_Required work:_
Filter the data for "Option" and copy matching lines.

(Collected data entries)
··········

//! Relationship fan-out — expands `connected_to`/`depends_on` edges across
//! the multiplied instance set.
//!
//! Source and target instances are partitioned into relationship components.
//! When the two templates share an enclosing scaling group, the innermost
//! common group defines one component per group instance; otherwise all
//! instances form a single global component. `all_to_all` links every source
//! to every target in its component; `all_to_one` picks one stable target
//! per component.

use std::collections::BTreeMap;

use tracing::debug;

use topoplan_core::{InstanceId, NodeInstance, PlanError, PlanResult, TemplateId};
use topoplan_graph::{ConnectionType, ResolvedScaling, TemplateEdge};

/// Component key of one instance: the enclosing common-group instance id, or
/// the empty string for the global component.
fn component_key(instance: &NodeInstance, common_group: Option<&str>) -> String {
    match common_group {
        Some(group) => instance
            .scaling_groups
            .iter()
            .find(|m| m.name == group)
            .map(|m| m.id.clone())
            .unwrap_or_default(),
        None => String::new(),
    }
}

/// Resolve the target arena slots for every source copy of `edge`.
///
/// The result is indexed by source copy index; each entry lists target arena
/// slots in target index order. `bindings` holds previously resolved
/// `all_to_one` choices; a binding whose target still exists in the component
/// is reused verbatim, so re-expansion never rebinds a surviving target.
pub(crate) fn bind(
    edge: &TemplateEdge,
    instances: &[NodeInstance],
    copies: &BTreeMap<&str, Vec<usize>>,
    scaling: &ResolvedScaling,
    bindings: &BTreeMap<(TemplateId, usize, String), InstanceId>,
) -> PlanResult<Vec<Vec<usize>>> {
    let sources = copies
        .get(edge.source.as_str())
        .map(Vec::as_slice)
        .unwrap_or(&[]);
    let targets = copies
        .get(edge.target.as_str())
        .map(Vec::as_slice)
        .unwrap_or(&[]);

    let common = scaling.common_group(&edge.source, &edge.target);

    if edge.connection == ConnectionType::AllToOne {
        // Every group enclosing the target must also enclose the source,
        // otherwise each target-side group instance would need its own
        // "one" target.
        let source_chain = scaling.chain_of(&edge.source);
        if let Some(foreign) = scaling
            .chain_of(&edge.target)
            .iter()
            .find(|g| !source_chain.contains(g))
        {
            return Err(PlanError::UnsupportedAllToOneInGroup {
                source_node: edge.source.clone(),
                target: edge.target.clone(),
                group: foreign.clone(),
            });
        }
    }

    // Partition target slots by component, preserving index order.
    let mut target_components: BTreeMap<String, Vec<usize>> = BTreeMap::new();
    for &slot in targets {
        target_components
            .entry(component_key(&instances[slot], common))
            .or_default()
            .push(slot);
    }

    let mut result = Vec::with_capacity(sources.len());
    for &slot in sources {
        let key = component_key(&instances[slot], common);
        let component = target_components
            .get(&key)
            .map(Vec::as_slice)
            .unwrap_or(&[]);
        let chosen: Vec<usize> = match edge.connection {
            ConnectionType::AllToAll => component.to_vec(),
            ConnectionType::AllToOne => {
                let prior = bindings
                    .get(&(edge.source.clone(), edge.ordinal, key.clone()))
                    .and_then(|id| component.iter().find(|&&t| instances[t].id == *id));
                match prior.or_else(|| component.first()) {
                    Some(&t) => vec![t],
                    None => Vec::new(),
                }
            }
        };
        result.push(chosen);
    }

    debug!(
        source = %edge.source,
        target = %edge.target,
        components = target_components.len(),
        "resolved relationship fan-out"
    );

    Ok(result)
}

#[cfg(test)]
mod tests {
    use crate::expander::{ReuseTable, expand, expand_with_reuse};
    use std::collections::BTreeMap;
    use topoplan_core::{
        IdAllocator, InstancePolicy, LogicalPlan, NodeTemplate, PlanError, RelationshipTemplate,
        ScalingGroup,
    };

    fn node(id: &str, count: u32, rels: Vec<RelationshipTemplate>) -> NodeTemplate {
        NodeTemplate {
            id: id.into(),
            node_type: "nodes.Root".into(),
            host: false,
            relationships: rels,
            scalable: InstancePolicy::fixed(count),
        }
    }

    fn connected(target: &str, connection: Option<&str>) -> RelationshipTemplate {
        RelationshipTemplate {
            type_name: "connected_to".into(),
            base: None,
            target: target.into(),
            connection_type: connection.map(String::from),
        }
    }

    fn group(id: &str, members: &[&str], count: u32) -> ScalingGroup {
        ScalingGroup {
            id: id.into(),
            members: members.iter().map(|m| m.to_string()).collect(),
            scalable: InstancePolicy::fixed(count),
        }
    }

    #[test]
    fn all_to_all_is_full_bipartite_without_groups() {
        let plan = LogicalPlan {
            node_templates: vec![
                node("web", 2, vec![connected("db", None)]),
                node("db", 3, vec![]),
            ],
            groups: vec![],
        };
        let out = expand(&plan, &mut IdAllocator::seeded(1)).unwrap();
        for web in out.instances_of("web") {
            assert_eq!(web.relationships.len(), 3);
            let mut targets: Vec<&str> =
                web.relationships.iter().map(|r| r.target_id.as_str()).collect();
            targets.dedup();
            assert_eq!(targets.len(), 3);
        }
    }

    #[test]
    fn all_to_all_respects_group_components() {
        // web and db share a group of 2; each web talks only to the db in
        // its own group instance.
        let plan = LogicalPlan {
            node_templates: vec![
                node("web", 1, vec![connected("db", None)]),
                node("db", 1, vec![]),
            ],
            groups: vec![group("tier", &["web", "db"], 2)],
        };
        let out = expand(&plan, &mut IdAllocator::seeded(2)).unwrap();
        let webs = out.instances_of("web");
        let dbs = out.instances_of("db");
        assert_eq!(webs.len(), 2);
        for (web, db) in webs.iter().zip(&dbs) {
            assert_eq!(web.relationships.len(), 1);
            assert_eq!(web.relationships[0].target_id, db.id);
            assert_eq!(web.scaling_groups[0].id, db.scaling_groups[0].id);
        }
    }

    #[test]
    fn all_to_one_binds_every_source_to_the_first_target() {
        let plan = LogicalPlan {
            node_templates: vec![
                node("web", 3, vec![connected("db", Some("all_to_one"))]),
                node("db", 2, vec![]),
            ],
            groups: vec![],
        };
        let out = expand(&plan, &mut IdAllocator::seeded(3)).unwrap();
        let first_db = out.instances_of("db")[0].id.clone();
        for web in out.instances_of("web") {
            assert_eq!(web.relationships.len(), 1);
            assert_eq!(web.relationships[0].target_id, first_db);
            assert_eq!(web.relationships[0].target_name, "db");
        }
    }

    #[test]
    fn all_to_one_reuses_a_prior_binding() {
        let plan = LogicalPlan {
            node_templates: vec![
                node("web", 2, vec![connected("db", Some("all_to_one"))]),
                node("db", 2, vec![]),
            ],
            groups: vec![],
        };
        let fresh = expand(&plan, &mut IdAllocator::seeded(4)).unwrap();
        let second_db = fresh.instances_of("db")[1].id.clone();

        // Pretend the previous deployment had bound the *second* db.
        let mut reuse = ReuseTable::default();
        reuse
            .bindings
            .insert(("web".into(), 0, String::new()), second_db.clone());
        for t in ["web", "db"] {
            reuse.node_ids.insert(
                t.into(),
                fresh.instances_of(t).iter().map(|i| i.id.clone()).collect(),
            );
        }
        let again = expand_with_reuse(
            &plan,
            &mut IdAllocator::seeded(99),
            &reuse,
            &BTreeMap::new(),
        )
        .unwrap();
        for web in again.instances_of("web") {
            assert_eq!(web.relationships[0].target_id, second_db);
        }
    }

    #[test]
    fn all_to_one_into_a_foreign_group_is_rejected() {
        let plan = LogicalPlan {
            node_templates: vec![
                node("web", 1, vec![connected("db", Some("all_to_one"))]),
                node("db", 1, vec![]),
            ],
            groups: vec![group("db_tier", &["db"], 2)],
        };
        let err = expand(&plan, &mut IdAllocator::seeded(5)).unwrap_err();
        assert_eq!(
            err,
            PlanError::UnsupportedAllToOneInGroup {
                source_node: "web".into(),
                target: "db".into(),
                group: "db_tier".into(),
            }
        );
    }

    #[test]
    fn all_to_one_within_a_shared_group_picks_one_per_group_instance() {
        let plan = LogicalPlan {
            node_templates: vec![
                node("web", 2, vec![connected("db", Some("all_to_one"))]),
                node("db", 1, vec![]),
            ],
            groups: vec![group("tier", &["web", "db"], 2)],
        };
        let out = expand(&plan, &mut IdAllocator::seeded(6)).unwrap();
        // 4 webs, 2 dbs, one db per group instance.
        let webs = out.instances_of("web");
        assert_eq!(webs.len(), 4);
        for web in webs {
            assert_eq!(web.relationships.len(), 1);
            let db = out.instance(&web.relationships[0].target_id).unwrap();
            assert_eq!(web.scaling_groups[0].id, db.scaling_groups[0].id);
        }
    }

    #[test]
    fn relationship_order_mirrors_declaration_order() {
        let plan = LogicalPlan {
            node_templates: vec![
                node(
                    "app",
                    1,
                    vec![connected("cache", None), connected("db", None)],
                ),
                node("db", 2, vec![]),
                node("cache", 2, vec![]),
            ],
            groups: vec![],
        };
        let out = expand(&plan, &mut IdAllocator::seeded(7)).unwrap();
        let app = &out.instances_of("app")[0];
        let names: Vec<&str> = app.relationships.iter().map(|r| r.target_name.as_str()).collect();
        // cache first (declared first), all its instances consecutive.
        assert_eq!(names, ["cache", "cache", "db", "db"]);
    }
}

··········

_Solution for this task:_
fn component_key(instance: &NodeInstance, common_group: Option<&str>) -> String {
    fn connected(target: &str, connection: Option<&str>) -> RelationshipTemplate {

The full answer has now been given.